A division bench of Chief Justice Dipankar Datta and Justice Girish S Kulkarni made these directions while hearing PILs seeking directions to the state government to consider practising advocates as essential service providers and permit them to travel by suburban local trains to attend hearings at trial courts.
During last hearing on October 7, observing that despite easing of lockdown restrictions, local train services on both Central Railway (CR) and Western Railway (WR) had not increased correspondingly, the HC had directed the central and state governments to ensure that services on both lines are increased to 700 per day each to avoid overcrowding in Mumbai Metropolitan Region (MMR).
On Friday, Advocate General Ashutosh Kumbhakoni for the state government said that the state had no objection to increasing the frequency local train services in view of the existing load of passengers. He said that the state had been asking the railway authorities to increase service from time to time based on demand and services were increased.
“We have slowly started opening sectors one by one as figures of Covid positive cases are going down. The reason why we are doing it in a phased manner is the capacity of the health sector to treat patients. We cannot open sectors so that the number of patients will exceed it. Whenever there is decline, we open up one sector that results in a small increase in Covid cases, but it doesn’t cross the threshold. That is how we have opened up restaurants. We are trying to take a judicious approach.” Kumbhakoni said.

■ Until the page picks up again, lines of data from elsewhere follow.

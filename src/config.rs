use crate::domain::Decimal;
use crate::error::AnalyticsError;
use serde::{Deserialize, Serialize};

/// Portfolio-level inputs for one analytics run.
#[derive(Debug, Clone, Copy, PartialEq, Eq, Serialize, Deserialize)]
pub struct PortfolioConfig {
    /// Total portfolio capital. Must be positive; equity and every percentage
    /// metric are computed against it.
    pub total_capital: Decimal,
    /// Total charges to amortize equally across all trades. Must be >= 0.
    pub total_charges: Decimal,
}

impl Default for PortfolioConfig {
    fn default() -> Self {
        PortfolioConfig {
            total_capital: Decimal::from_i64(300_000),
            total_charges: Decimal::zero(),
        }
    }
}

impl PortfolioConfig {
    pub fn new(total_capital: Decimal, total_charges: Decimal) -> Self {
        PortfolioConfig {
            total_capital,
            total_charges,
        }
    }

    /// Reject configurations the pipeline cannot meaningfully compute with.
    ///
    /// Runs at the boundary, before any trade is processed.
    pub fn validate(&self) -> Result<(), AnalyticsError> {
        if !self.total_capital.is_positive() {
            return Err(AnalyticsError::InvalidConfig(format!(
                "total_capital must be > 0, got {}",
                self.total_capital
            )));
        }
        if self.total_charges.is_negative() {
            return Err(AnalyticsError::InvalidConfig(format!(
                "total_charges must be >= 0, got {}",
                self.total_charges
            )));
        }
        Ok(())
    }
}
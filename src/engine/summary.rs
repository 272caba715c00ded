//! Scalar summary metrics over the full derived sequence.

use crate::domain::Decimal;
use serde::Serialize;

use super::{Aggregates, DerivedTrade};

/// Portfolio-level scalar metrics for one run.
///
/// All fields are defined (zero) for an empty trade set; an empty upload is a
/// valid result, not an error.
#[derive(Debug, Clone, Copy, PartialEq, Eq, Default, Serialize)]
pub struct Summary {
    /// Sum of net P/L over all trades.
    pub total_profit: Decimal,
    /// total_profit / total_capital * 100.
    pub total_return_pct: Decimal,
    /// The capital base the run was computed against.
    pub total_capital: Decimal,
    /// Mean of the monthly net P/L buckets.
    pub avg_monthly_profit: Decimal,
    /// avg_monthly_profit / total_capital * 100.
    pub avg_monthly_profit_pct: Decimal,
    /// Most negative drawdown over all trades (<= 0).
    pub max_drawdown: Decimal,
    /// max_drawdown / total_capital * 100.
    pub max_drawdown_pct: Decimal,
}

/// Reduce the derived sequence and its buckets to scalar metrics.
pub fn compute(derived: &[DerivedTrade], aggregates: &Aggregates, total_capital: Decimal) -> Summary {
    let total_profit: Decimal = derived.iter().map(|t| t.net_pnl).sum();
    let total_return_pct = total_profit.percent_of(total_capital);

    let month_count = aggregates.monthly_pnl.len();
    let avg_monthly_profit = if month_count == 0 {
        Decimal::zero()
    } else {
        let monthly_sum: Decimal = aggregates.monthly_pnl.values().copied().sum();
        monthly_sum / Decimal::from_i64(month_count as i64)
    };
    let avg_monthly_profit_pct = avg_monthly_profit.percent_of(total_capital);

    let max_drawdown = derived
        .iter()
        .map(|t| t.drawdown)
        .min()
        .unwrap_or_else(Decimal::zero);
    let max_drawdown_pct = max_drawdown.percent_of(total_capital);

    Summary {
        total_profit,
        total_return_pct,
        total_capital,
        avg_monthly_profit,
        avg_monthly_profit_pct,
        max_drawdown,
        max_drawdown_pct,
    }
}
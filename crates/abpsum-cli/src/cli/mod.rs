//! CLI for abpsum: read a subscription on stdin, write it signed to stdout.

use abpsum_core::{add_checksum, read_document, write_document, Clock, SystemClock};
use anyhow::{Context, Result};
use clap::Parser;
use std::io::{self, Read, Write};

/// Refresh `! Version:` / `! Last modified:` and add a `! Checksum:` line.
#[derive(Debug, Parser)]
#[command(name = "abpsum", version)]
#[command(
    about = "Add a checksum to a filter-list subscription",
    long_about = "Reads a UTF-8 subscription from stdin, refreshes its version and \
                  last-modified header lines, and writes it to stdout with a \
                  `! Checksum:` line under the first line.\n\n\
                  Example: abpsum < subscription.txt > subscriptionSigned.txt"
)]
pub struct Cli {}

/// Parse arguments and sign stdin to stdout using the system clock.
pub fn run_from_args() -> Result<()> {
    let _cli = Cli::parse();
    run(io::stdin().lock(), io::stdout().lock(), &SystemClock)
}

/// Sign the document from `input` and write it to `output`.
///
/// Nothing is written unless the whole document was read and signed.
pub fn run<R: Read, W: Write>(input: R, output: W, clock: &dyn Clock) -> Result<()> {
    let text = read_document(input).context("reading subscription from stdin")?;
    let signed = add_checksum(&text, clock).context("signing subscription")?;
    tracing::info!(
        checksum = %signed.checksum,
        version = %signed.timestamps.version,
        "subscription signed"
    );
    write_document(output, &signed.text).context("writing subscription to stdout")?;
    Ok(())
}
//! Places the checksum line directly under the first line of the document.

use crate::error::TransformError;
use crate::normalize::strip_checksum_lines;
use crate::patterns::{CHECKSUM_LINE, LINE_TERMINATOR};

/// Removes any existing checksum lines from `text` and inserts
/// `! Checksum: <token>` as the second line, terminated the same way as the
/// first line (`\n` or `\r\n`).
///
/// Fails with [`TransformError::MissingLineTerminator`] when `text` (after
/// stripping) has no line terminator, including when it is empty.
pub fn inject_checksum(text: &str, token: &str) -> Result<String, TransformError> {
    let existing = CHECKSUM_LINE.find_iter(text).count();
    if existing > 1 {
        tracing::warn!(count = existing, "removing duplicate checksum lines");
    }

    let stripped = strip_checksum_lines(text);
    let terminator = LINE_TERMINATOR
        .find(&stripped)
        .ok_or(TransformError::MissingLineTerminator)?;

    let (head, tail) = stripped.split_at(terminator.end());
    let eol = terminator.as_str();

    let mut out = String::with_capacity(stripped.len() + token.len() + 16);
    out.push_str(head);
    out.push_str("! Checksum: ");
    out.push_str(token);
    out.push_str(eol);
    out.push_str(tail);
    Ok(out)
}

He also said that many of the persons allowed to use local trains and other modes of public transport were not observing physical distancing norms and were not following safety guidelines such as wearing masks. He said that if the lawyers’ demand was to be allowed, the Court was required to pass appropriate orders to ensure everyone was wearing masks.
“Please understand the gravity of the pandemic. We are going to have a parental approach. There is no return ticket for Coronavirus and we have to live with it. Therefore, people need to be careful. If we allow the public to enter local trains, we expect them to behave properly,” Kumbhakoni said.
Thereafter, Additional Solicitor General Anil Singh submitted a chart of current local train passengers, which showed the number of commuters at various hours, and pointed out that the problem of overcrowding in trains was seen only during peak hours- 8 to 10 am and 4-7 pm. He said that railways had suggested staggering of office timings to the state government and that can be a solution to avoid huge crowds not reaching platforms at the same time.
Senior counsel Milind Sathe also submitted that the staggered work times would also be amenable for lawyers and they can be asked to travel by local trains only when they had cases before subordinate courts having staggered timings and functioning during non-peak hours.
After hearing submissions, CJ Datta said, “We have to draw experience from the past over six months. Survival should be the foremost thing in our mind. Device a mechanism to ensure that all people do not come to the Railway platforms at same time.”
The Court asked the authorities to discuss with all stakeholders including non-essential service providers and find a way to ensure staggered timings. It said that the ministerial intervention was required for the same as it could be left to officers to workout the timings. “You have to have a broader policy on this. Sooner the better, ” Justice Kulkarni said.
The bench also said that it was extending ‘on experimental basis,’ the facility of e-pass for advocates to allow them to travel by special local trains to attend physical hearings of cases to lawyers appearing before the subordinate courts in Mumbai Metropolitan Region (MMR) for five days and would review it thereafter.
Seeking responses to its suggestions from the state government and lawyers’ associations, the Court posted further hearing to October 19.